WHAT THE EXERCISE ASKS: Collect all lines below with the string "Some".

INPUT MATERIAL:
————————
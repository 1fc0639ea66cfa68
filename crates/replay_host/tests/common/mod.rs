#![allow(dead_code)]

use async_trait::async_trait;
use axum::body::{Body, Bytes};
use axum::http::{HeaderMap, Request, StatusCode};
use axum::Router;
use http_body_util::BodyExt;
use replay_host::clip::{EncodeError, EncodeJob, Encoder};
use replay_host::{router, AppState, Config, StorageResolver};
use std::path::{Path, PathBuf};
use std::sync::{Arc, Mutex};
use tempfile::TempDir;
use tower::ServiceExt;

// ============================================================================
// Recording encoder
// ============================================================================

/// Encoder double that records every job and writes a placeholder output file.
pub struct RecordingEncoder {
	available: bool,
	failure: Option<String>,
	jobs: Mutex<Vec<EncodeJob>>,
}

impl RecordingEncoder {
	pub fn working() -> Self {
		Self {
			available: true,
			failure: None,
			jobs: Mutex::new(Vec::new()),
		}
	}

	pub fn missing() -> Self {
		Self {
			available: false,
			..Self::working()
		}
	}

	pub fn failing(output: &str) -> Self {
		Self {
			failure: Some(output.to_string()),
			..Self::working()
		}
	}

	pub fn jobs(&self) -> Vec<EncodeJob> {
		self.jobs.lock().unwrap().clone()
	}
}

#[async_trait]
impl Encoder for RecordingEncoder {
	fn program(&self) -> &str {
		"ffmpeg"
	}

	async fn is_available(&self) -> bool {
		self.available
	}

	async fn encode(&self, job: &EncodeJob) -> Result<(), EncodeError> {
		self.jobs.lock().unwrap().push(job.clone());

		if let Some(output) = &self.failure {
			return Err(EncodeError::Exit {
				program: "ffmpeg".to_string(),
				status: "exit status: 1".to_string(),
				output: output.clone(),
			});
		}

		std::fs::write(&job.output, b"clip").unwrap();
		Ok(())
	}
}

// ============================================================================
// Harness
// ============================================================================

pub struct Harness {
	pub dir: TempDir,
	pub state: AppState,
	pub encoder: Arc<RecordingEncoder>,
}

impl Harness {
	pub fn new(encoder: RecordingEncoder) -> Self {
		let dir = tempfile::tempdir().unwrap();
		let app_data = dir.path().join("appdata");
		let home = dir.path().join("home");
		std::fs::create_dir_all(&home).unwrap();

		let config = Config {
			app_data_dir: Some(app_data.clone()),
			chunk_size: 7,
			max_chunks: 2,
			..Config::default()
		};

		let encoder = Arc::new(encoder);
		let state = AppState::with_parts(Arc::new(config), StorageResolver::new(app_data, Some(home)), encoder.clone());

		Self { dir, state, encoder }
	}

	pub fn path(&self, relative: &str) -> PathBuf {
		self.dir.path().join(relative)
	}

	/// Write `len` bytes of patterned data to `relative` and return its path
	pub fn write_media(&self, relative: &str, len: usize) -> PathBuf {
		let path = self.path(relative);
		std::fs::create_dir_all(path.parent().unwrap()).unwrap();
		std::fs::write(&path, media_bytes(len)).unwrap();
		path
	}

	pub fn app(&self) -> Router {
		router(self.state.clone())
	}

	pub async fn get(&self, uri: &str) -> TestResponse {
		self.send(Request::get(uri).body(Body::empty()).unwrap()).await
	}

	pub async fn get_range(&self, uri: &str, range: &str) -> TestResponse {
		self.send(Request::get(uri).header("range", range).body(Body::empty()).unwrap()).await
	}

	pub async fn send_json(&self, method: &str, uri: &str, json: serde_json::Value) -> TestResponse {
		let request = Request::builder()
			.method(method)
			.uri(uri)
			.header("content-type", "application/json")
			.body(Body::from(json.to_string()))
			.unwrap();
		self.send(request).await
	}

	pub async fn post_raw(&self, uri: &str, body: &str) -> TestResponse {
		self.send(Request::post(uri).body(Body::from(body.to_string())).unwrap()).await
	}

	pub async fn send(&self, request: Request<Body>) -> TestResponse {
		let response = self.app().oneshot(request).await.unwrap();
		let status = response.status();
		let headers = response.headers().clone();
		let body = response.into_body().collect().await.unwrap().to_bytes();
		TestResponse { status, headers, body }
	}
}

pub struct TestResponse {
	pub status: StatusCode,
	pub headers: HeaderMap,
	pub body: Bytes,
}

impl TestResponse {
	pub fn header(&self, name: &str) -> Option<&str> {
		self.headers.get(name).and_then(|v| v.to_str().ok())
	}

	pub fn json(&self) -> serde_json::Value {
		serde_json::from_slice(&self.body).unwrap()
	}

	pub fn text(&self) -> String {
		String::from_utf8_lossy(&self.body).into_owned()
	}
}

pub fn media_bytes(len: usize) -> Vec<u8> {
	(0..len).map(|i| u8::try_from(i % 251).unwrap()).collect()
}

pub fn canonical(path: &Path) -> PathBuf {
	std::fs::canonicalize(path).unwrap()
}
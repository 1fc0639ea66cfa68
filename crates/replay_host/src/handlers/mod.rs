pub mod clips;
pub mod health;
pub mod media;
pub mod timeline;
————————
REPLY TO THE EXERCISE:
			failure: Some(output.to_string()),
		if let Some(output) = &self.failure {
			app_data_dir: Some(app_data.clone()),
		let state = AppState::with_parts(Arc::new(config), StorageResolver::new(app_data, Some(home)), encoder.clone());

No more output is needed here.